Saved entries
# # # # # # #
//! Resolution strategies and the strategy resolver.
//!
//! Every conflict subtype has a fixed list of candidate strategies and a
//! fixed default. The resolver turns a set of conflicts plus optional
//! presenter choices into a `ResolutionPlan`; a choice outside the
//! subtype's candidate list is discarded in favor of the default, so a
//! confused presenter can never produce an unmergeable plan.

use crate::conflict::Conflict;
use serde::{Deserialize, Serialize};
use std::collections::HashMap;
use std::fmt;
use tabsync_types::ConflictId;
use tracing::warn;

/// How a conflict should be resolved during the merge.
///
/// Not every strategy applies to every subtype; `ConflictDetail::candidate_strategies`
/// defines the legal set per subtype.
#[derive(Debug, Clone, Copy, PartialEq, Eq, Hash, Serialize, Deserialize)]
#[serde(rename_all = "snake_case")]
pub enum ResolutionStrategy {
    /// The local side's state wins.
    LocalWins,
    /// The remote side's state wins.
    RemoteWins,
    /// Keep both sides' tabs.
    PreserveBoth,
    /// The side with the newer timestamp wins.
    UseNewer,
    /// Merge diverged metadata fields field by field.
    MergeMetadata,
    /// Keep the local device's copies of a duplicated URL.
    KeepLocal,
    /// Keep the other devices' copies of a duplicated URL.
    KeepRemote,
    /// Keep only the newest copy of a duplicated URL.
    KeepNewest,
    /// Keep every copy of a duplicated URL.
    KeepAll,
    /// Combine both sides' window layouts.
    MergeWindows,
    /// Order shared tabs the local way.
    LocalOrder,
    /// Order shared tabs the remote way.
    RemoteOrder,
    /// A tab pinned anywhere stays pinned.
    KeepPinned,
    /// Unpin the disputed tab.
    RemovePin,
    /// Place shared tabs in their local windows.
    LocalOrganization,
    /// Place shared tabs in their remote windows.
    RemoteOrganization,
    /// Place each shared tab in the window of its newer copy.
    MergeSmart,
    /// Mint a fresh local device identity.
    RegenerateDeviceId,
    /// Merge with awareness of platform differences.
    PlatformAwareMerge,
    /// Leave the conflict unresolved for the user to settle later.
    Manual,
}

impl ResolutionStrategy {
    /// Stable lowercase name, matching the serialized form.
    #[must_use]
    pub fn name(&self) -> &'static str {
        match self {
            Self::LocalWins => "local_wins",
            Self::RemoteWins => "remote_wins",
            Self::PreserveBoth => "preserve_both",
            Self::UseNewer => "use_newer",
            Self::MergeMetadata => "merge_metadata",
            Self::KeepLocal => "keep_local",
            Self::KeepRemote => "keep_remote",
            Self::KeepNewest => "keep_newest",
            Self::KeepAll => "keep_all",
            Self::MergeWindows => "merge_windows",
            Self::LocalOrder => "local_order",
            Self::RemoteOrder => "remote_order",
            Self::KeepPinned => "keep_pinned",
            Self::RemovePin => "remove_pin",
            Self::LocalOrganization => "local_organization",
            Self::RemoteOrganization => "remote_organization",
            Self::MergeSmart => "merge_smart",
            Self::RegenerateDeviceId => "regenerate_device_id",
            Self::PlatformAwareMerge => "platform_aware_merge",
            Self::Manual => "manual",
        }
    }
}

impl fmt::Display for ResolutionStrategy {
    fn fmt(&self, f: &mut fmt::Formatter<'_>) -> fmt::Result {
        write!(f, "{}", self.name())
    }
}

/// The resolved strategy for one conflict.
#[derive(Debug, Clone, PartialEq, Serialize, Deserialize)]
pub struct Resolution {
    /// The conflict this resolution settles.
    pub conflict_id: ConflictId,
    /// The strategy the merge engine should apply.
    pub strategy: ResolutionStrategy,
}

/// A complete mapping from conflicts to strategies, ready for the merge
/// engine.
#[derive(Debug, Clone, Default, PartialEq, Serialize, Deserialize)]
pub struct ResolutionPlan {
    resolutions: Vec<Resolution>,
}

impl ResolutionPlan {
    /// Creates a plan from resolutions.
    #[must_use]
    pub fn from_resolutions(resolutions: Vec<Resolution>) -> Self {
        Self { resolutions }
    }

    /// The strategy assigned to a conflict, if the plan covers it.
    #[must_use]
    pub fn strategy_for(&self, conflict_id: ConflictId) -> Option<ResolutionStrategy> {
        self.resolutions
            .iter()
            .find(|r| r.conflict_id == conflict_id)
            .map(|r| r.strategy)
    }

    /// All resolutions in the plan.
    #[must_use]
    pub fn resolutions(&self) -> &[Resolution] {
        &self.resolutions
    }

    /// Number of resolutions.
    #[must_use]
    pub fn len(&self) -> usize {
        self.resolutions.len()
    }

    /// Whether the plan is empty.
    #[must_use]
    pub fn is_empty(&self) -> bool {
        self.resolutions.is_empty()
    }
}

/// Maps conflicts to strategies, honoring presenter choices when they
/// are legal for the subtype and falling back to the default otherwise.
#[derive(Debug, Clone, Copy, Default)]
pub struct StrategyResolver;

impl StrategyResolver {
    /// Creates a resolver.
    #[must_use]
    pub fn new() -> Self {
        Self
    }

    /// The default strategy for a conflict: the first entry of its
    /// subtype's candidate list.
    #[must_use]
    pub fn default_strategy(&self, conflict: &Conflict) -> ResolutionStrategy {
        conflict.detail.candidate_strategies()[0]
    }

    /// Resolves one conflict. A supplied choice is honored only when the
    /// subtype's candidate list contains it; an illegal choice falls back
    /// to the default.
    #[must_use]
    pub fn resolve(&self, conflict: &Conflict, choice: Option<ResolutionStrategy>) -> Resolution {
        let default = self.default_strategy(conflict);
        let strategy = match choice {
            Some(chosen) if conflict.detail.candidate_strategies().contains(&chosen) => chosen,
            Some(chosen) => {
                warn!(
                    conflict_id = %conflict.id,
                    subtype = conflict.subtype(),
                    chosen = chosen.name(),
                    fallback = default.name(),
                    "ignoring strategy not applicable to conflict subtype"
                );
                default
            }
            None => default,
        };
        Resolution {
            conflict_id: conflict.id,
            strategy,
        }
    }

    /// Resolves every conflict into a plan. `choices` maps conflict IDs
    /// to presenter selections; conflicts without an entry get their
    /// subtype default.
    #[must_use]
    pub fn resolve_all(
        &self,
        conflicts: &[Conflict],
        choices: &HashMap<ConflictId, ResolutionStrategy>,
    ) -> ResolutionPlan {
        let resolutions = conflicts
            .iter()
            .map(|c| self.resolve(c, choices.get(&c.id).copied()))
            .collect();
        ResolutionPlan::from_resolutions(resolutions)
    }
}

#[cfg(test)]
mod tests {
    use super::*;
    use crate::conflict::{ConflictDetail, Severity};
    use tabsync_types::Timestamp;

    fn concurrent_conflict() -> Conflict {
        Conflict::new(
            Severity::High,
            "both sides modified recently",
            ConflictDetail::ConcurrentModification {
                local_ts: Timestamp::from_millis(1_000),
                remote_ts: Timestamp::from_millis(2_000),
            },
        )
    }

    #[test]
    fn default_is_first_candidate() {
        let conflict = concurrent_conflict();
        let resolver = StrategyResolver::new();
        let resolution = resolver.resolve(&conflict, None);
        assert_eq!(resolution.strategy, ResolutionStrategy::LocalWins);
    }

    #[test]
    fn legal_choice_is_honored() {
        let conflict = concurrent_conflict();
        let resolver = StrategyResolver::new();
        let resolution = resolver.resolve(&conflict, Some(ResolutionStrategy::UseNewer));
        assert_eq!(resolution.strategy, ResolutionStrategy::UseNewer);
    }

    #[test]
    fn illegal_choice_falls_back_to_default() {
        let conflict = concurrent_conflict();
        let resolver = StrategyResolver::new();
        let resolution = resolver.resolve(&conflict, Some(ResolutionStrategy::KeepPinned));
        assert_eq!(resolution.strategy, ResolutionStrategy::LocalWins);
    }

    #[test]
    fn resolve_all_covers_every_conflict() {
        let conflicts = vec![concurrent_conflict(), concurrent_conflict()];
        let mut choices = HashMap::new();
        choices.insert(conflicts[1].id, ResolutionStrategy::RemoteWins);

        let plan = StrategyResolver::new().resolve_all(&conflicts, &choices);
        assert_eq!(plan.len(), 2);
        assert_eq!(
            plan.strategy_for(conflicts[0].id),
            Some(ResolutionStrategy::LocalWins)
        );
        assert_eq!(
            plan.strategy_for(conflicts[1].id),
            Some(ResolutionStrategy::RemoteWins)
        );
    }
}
# # # # # # #
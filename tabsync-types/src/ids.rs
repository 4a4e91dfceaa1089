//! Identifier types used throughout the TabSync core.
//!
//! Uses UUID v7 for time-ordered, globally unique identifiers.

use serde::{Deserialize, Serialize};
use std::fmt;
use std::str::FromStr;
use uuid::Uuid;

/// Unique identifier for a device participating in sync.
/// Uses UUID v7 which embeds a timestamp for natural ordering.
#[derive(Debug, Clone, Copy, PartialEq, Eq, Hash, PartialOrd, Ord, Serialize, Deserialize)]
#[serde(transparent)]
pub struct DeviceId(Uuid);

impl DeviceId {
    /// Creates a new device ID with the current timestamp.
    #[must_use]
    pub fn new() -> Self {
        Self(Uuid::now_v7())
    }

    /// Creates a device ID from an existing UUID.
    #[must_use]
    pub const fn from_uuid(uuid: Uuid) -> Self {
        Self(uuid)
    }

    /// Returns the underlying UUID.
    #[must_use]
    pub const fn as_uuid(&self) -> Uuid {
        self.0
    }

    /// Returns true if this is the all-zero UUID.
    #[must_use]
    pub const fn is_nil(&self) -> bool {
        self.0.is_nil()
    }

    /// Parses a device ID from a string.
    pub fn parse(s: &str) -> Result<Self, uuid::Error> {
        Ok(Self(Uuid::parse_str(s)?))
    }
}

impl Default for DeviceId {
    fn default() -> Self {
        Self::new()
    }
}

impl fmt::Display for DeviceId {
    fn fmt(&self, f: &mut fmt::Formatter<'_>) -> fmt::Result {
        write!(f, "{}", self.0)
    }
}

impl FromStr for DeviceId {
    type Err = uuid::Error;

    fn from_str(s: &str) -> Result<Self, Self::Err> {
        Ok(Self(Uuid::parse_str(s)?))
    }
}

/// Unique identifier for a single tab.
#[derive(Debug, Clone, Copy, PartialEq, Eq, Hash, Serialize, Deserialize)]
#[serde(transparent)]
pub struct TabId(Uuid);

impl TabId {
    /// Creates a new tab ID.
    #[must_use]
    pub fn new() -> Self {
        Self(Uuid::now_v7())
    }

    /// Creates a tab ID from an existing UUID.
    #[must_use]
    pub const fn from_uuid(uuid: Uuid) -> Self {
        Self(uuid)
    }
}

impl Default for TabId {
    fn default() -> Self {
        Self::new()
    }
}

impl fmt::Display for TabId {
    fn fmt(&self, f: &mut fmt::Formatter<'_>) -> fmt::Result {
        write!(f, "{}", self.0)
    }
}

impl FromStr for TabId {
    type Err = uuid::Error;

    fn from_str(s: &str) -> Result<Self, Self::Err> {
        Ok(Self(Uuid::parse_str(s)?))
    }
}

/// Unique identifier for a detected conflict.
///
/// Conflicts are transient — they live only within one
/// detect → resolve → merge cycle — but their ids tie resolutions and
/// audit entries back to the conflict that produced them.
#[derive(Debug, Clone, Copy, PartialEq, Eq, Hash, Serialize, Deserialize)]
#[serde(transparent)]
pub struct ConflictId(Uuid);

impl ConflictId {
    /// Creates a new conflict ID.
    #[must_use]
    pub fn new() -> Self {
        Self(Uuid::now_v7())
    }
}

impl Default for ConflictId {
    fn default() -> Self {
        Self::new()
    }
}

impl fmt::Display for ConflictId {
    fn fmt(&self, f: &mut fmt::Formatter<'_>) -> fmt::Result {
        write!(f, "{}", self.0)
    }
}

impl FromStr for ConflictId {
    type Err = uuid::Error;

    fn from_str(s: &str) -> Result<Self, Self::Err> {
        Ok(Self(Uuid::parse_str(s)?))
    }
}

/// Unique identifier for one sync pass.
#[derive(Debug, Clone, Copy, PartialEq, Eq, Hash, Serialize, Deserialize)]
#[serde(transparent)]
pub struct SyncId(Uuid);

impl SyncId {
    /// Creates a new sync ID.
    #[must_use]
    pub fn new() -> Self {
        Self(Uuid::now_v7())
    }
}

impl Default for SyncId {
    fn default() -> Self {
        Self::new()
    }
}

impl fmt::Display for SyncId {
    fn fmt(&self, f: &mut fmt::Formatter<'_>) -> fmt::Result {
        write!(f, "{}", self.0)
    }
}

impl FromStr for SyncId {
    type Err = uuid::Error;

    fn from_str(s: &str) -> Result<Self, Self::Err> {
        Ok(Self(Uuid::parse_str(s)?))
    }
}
# # # # # # #
== REQUIRED WORK ==
Show a copy of each line from the data that includes the word "sides".

== YOUR SOLUTION ==
    /// Keep both sides' tabs.
    /// Combine both sides' window layouts.
            "both sides modified recently",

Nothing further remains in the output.